Action item: Once the line with "assert!(!purchaser.is_owned_by(UserId::generate()));" is found in the data, output it and each following line exactly, up to and including the line with "I/O, no database", and nothing before or after.
───── Supplied records ─────
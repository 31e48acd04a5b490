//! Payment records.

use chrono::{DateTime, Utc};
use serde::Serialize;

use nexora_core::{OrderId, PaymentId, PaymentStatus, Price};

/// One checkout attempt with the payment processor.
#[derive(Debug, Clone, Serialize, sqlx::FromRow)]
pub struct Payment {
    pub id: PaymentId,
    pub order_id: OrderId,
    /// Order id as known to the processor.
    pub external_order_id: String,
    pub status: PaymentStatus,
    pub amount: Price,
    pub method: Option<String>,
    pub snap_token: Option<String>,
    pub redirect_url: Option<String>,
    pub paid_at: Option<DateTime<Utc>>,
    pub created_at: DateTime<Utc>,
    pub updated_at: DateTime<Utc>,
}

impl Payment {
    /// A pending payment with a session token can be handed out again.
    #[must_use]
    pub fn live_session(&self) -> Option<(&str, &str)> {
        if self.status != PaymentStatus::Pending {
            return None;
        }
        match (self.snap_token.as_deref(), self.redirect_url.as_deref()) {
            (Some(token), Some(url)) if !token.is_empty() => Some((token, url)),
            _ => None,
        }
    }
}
─────
───── Supplied records ─────
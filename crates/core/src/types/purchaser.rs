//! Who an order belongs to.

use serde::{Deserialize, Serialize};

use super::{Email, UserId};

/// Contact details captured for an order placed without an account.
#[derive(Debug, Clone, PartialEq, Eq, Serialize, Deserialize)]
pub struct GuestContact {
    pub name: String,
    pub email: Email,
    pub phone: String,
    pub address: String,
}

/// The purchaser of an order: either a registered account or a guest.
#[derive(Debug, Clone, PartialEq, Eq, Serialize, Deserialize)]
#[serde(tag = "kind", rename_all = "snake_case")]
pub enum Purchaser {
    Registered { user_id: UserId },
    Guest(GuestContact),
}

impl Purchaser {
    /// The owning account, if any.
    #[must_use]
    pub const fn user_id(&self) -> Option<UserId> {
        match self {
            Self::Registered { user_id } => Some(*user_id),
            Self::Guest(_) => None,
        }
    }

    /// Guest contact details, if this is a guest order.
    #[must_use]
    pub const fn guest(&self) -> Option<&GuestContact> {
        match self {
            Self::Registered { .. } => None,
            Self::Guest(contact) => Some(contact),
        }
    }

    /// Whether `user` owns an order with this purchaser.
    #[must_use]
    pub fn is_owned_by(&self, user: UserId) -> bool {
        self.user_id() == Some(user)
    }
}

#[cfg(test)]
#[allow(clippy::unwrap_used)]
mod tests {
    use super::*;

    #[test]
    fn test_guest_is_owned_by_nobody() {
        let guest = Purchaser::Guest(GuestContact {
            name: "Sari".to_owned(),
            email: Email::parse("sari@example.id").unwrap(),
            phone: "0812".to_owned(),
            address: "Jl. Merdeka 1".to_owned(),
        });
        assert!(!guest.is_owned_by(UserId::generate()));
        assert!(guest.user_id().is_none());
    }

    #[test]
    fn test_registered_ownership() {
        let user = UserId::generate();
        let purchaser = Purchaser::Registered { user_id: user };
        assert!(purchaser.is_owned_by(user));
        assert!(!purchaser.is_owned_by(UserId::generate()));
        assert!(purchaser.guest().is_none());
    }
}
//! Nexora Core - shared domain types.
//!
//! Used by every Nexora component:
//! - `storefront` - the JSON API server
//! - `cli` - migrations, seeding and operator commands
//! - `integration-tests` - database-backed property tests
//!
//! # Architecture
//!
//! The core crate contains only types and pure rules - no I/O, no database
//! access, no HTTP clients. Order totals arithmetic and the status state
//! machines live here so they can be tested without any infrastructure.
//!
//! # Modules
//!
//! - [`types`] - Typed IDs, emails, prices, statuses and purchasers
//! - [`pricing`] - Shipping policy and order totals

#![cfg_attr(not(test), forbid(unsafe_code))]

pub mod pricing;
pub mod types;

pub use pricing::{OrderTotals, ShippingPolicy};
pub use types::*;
─────
Response:
        assert!(!purchaser.is_owned_by(UserId::generate()));
        assert!(purchaser.guest().is_none());
    }
}
//! Nexora Core - shared domain types.
//!
//! Used by every Nexora component:
//! - `storefront` - the JSON API server
//! - `cli` - migrations, seeding and operator commands
//! - `integration-tests` - database-backed property tests
//!
//! # Architecture
//!
//! The core crate contains only types and pure rules - no I/O, no database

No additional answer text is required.